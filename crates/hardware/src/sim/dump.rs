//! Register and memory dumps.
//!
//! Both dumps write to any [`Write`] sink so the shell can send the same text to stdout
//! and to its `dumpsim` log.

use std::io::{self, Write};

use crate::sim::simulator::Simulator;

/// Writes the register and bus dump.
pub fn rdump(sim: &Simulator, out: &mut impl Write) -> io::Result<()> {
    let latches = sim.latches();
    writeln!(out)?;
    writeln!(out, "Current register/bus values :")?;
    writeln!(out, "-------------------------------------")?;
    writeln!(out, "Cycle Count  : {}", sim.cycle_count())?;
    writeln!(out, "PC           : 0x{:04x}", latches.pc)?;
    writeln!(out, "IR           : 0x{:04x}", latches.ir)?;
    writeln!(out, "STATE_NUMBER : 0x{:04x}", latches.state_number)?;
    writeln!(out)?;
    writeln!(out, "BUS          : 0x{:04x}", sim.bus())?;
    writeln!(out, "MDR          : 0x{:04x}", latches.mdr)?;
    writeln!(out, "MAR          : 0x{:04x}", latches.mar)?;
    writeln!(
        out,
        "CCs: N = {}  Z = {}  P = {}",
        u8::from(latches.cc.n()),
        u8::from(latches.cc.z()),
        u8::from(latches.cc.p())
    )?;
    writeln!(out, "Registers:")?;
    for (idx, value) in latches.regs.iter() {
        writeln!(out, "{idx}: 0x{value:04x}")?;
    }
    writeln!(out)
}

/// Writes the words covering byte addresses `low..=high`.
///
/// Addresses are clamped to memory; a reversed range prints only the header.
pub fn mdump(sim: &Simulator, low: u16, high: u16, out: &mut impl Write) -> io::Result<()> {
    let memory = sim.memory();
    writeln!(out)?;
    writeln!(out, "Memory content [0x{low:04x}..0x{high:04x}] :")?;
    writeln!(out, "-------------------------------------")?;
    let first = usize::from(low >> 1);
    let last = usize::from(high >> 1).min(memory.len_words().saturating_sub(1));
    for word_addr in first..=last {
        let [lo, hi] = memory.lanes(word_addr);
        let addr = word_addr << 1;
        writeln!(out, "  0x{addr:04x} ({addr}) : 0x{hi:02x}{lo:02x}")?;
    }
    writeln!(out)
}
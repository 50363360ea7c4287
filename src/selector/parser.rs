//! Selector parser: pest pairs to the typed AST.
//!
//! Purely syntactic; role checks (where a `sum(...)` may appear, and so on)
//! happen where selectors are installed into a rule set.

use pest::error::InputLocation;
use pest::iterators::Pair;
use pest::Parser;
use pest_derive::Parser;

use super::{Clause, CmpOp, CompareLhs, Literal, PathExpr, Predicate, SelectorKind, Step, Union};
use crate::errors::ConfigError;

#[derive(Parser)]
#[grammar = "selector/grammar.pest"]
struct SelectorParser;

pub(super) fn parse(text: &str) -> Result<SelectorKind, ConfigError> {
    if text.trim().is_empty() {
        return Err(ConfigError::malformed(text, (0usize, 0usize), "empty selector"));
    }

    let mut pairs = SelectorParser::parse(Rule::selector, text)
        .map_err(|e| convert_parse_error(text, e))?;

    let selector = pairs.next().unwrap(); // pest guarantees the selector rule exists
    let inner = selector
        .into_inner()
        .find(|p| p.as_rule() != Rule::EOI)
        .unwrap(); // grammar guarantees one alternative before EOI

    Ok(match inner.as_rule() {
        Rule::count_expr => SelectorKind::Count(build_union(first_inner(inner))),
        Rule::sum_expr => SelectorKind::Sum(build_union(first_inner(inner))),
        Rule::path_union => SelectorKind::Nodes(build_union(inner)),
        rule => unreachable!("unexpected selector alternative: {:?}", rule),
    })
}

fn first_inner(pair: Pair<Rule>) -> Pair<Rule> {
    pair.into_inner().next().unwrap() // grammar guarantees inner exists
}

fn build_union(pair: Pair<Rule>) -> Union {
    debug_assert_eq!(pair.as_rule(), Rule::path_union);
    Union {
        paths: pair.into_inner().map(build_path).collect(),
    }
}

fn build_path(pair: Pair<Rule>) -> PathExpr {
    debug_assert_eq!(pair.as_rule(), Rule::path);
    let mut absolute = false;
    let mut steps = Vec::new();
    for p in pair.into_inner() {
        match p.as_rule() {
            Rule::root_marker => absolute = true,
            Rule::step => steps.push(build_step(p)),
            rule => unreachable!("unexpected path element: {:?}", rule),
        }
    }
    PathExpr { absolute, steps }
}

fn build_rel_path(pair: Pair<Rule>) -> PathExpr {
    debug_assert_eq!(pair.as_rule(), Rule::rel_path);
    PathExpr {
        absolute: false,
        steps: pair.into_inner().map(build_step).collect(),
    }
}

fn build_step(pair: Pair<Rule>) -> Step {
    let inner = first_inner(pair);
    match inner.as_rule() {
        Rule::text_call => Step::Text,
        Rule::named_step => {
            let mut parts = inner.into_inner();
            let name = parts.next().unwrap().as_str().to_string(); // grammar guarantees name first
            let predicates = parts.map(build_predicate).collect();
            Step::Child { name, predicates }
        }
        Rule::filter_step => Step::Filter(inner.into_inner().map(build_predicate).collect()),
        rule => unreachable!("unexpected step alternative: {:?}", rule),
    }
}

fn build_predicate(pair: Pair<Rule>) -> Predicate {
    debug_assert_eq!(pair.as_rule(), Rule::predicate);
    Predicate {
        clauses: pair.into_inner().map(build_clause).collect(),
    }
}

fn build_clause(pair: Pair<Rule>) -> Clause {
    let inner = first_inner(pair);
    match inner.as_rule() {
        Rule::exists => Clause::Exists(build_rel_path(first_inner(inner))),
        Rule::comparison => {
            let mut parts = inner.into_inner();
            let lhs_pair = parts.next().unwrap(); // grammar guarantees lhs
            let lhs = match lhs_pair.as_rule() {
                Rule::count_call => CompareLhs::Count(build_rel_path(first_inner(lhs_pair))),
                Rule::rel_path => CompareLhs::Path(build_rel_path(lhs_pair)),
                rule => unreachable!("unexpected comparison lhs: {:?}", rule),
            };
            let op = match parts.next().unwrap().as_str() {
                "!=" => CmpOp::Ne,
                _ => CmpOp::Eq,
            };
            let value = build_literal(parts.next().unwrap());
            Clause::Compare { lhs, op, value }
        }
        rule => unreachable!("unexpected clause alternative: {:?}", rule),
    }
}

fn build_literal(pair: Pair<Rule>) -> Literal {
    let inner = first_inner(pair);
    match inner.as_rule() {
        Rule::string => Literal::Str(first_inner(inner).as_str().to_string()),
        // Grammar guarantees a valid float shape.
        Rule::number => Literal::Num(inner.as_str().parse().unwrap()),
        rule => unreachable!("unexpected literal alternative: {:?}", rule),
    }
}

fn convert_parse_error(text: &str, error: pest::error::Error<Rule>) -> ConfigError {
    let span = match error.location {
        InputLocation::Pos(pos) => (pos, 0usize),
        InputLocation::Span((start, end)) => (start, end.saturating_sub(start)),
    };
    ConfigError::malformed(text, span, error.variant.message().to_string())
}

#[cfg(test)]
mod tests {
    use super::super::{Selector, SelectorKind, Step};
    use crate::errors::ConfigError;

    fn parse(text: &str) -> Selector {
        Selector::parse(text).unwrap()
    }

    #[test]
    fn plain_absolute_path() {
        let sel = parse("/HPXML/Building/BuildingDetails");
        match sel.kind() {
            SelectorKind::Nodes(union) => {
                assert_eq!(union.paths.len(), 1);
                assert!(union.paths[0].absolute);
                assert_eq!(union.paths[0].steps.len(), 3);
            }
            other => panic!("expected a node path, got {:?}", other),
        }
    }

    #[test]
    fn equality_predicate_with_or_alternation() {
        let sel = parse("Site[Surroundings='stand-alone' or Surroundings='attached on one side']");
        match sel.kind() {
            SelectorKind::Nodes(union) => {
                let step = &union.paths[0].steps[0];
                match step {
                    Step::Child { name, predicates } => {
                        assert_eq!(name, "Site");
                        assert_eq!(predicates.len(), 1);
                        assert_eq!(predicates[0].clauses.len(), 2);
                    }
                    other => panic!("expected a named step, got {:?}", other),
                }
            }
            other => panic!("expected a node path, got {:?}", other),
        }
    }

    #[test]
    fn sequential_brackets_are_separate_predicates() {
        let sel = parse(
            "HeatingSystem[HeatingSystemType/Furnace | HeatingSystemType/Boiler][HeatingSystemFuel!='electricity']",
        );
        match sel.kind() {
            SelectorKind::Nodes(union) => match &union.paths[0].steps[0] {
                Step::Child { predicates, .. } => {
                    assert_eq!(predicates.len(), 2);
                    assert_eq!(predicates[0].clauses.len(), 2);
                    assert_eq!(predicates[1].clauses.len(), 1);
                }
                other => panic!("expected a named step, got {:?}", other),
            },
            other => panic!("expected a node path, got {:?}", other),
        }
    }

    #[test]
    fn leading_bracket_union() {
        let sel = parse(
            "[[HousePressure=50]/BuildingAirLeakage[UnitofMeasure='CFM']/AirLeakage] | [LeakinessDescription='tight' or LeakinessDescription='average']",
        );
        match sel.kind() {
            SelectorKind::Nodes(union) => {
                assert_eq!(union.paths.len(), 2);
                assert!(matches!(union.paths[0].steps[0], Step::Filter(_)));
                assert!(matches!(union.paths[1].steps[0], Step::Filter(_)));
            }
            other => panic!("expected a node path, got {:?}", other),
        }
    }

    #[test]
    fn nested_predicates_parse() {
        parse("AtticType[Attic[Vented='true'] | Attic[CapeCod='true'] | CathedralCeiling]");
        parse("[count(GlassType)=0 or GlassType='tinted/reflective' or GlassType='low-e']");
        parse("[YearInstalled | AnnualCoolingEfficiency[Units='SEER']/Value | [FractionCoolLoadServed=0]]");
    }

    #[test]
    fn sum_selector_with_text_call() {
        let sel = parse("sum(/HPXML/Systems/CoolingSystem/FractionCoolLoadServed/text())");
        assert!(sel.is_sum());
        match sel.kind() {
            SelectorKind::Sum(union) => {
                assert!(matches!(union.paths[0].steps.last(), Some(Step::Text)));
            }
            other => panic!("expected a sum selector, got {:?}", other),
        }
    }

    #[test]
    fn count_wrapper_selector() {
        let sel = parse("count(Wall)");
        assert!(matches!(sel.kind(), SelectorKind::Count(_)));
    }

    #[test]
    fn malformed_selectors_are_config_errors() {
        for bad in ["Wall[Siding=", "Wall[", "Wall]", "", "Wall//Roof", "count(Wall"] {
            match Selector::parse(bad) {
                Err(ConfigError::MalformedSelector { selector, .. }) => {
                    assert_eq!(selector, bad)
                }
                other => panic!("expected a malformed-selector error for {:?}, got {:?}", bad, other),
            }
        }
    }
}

==================================================

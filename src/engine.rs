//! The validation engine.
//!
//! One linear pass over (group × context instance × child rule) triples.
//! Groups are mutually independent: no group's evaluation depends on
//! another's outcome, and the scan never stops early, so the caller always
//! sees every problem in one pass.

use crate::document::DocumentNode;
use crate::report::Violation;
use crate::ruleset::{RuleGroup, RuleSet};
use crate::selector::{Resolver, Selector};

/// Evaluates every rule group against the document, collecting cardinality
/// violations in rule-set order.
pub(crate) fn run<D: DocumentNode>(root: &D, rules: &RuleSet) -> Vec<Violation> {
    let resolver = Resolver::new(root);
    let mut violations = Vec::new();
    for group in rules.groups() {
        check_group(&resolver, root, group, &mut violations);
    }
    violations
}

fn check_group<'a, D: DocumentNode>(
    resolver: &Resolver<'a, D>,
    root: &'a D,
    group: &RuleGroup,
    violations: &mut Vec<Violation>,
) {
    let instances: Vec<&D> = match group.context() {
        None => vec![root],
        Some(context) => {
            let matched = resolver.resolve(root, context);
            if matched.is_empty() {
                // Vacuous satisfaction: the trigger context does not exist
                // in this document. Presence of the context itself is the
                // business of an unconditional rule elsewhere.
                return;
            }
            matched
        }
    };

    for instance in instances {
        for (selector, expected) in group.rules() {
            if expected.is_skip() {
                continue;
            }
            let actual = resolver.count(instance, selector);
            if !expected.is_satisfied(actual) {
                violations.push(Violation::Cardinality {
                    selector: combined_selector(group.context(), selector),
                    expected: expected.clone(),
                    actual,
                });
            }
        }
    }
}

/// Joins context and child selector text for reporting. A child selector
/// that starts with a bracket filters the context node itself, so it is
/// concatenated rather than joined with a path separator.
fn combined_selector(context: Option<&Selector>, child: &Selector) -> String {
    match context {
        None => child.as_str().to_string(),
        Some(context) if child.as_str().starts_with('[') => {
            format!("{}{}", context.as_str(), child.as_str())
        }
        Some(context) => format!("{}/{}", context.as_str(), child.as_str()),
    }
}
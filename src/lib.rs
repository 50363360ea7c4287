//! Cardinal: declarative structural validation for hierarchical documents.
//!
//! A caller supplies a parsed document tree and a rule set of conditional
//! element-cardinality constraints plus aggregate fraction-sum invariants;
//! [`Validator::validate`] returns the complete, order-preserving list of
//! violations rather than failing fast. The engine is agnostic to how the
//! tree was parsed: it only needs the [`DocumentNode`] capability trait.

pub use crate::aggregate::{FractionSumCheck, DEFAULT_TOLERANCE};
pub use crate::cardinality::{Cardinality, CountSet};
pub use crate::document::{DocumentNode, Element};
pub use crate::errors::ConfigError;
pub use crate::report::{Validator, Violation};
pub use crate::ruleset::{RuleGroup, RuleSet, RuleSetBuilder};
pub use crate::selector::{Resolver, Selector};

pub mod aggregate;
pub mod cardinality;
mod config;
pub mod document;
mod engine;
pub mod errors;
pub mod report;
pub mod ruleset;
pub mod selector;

==================================================

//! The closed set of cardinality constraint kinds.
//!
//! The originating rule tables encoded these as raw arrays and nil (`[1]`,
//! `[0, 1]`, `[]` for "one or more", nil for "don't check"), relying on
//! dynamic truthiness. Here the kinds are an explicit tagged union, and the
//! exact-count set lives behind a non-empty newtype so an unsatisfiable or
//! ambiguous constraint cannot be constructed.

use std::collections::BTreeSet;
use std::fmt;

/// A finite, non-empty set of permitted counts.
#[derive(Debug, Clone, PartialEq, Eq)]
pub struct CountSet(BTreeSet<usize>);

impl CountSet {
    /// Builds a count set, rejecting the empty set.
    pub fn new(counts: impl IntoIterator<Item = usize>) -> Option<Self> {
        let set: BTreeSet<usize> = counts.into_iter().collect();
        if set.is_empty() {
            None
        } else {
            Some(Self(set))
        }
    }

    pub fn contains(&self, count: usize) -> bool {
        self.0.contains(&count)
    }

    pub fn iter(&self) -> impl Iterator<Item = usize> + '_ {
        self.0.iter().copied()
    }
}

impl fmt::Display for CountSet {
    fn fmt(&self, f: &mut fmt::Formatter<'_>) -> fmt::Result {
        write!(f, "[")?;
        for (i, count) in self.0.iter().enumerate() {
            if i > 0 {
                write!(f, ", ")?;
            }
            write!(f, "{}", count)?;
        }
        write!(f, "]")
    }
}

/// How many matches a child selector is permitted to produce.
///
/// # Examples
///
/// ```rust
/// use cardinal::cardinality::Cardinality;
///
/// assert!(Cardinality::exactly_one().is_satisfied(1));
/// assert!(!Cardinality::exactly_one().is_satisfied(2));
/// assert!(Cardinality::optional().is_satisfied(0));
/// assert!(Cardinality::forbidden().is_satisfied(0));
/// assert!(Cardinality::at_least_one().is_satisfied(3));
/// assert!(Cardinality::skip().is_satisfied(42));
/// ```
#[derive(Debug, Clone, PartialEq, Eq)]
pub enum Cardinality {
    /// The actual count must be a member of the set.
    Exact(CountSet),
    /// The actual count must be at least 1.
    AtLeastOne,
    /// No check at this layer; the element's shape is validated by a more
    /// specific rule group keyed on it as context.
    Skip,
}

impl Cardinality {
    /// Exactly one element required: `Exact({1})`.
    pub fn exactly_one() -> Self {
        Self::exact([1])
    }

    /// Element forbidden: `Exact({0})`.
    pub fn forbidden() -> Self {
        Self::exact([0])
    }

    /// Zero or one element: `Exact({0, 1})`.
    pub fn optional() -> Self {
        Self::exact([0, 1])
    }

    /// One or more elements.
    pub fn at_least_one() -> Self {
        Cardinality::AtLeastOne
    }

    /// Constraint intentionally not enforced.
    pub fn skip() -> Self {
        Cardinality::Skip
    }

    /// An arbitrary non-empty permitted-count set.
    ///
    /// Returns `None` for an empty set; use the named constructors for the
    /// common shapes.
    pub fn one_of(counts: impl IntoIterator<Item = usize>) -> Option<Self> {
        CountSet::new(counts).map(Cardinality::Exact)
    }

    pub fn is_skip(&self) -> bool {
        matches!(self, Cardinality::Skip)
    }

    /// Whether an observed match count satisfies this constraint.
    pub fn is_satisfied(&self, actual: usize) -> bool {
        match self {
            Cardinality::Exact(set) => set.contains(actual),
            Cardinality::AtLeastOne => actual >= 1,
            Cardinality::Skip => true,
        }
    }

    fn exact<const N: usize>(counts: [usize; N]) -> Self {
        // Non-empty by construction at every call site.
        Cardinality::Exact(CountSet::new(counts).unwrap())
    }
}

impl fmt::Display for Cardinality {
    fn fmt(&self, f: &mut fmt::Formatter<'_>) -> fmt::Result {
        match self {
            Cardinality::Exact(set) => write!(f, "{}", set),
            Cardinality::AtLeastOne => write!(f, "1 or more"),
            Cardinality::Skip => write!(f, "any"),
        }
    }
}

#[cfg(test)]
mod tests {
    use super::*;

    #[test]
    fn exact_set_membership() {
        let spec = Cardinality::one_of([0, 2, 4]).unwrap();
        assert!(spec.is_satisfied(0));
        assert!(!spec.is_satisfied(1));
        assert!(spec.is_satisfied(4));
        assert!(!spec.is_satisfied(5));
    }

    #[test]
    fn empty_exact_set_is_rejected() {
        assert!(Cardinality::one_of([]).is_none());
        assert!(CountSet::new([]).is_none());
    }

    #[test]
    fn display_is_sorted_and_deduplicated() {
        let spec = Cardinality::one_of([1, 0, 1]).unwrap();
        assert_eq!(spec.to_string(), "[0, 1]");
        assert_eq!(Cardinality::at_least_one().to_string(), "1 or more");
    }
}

==================================================

• **Goal of the exercise**
For this task, copy every line of the material in which "rather" appears.

• **Task result**
/// concatenated rather than joined with a path separator.
//! violations rather than failing fast. The engine is agnostic to how the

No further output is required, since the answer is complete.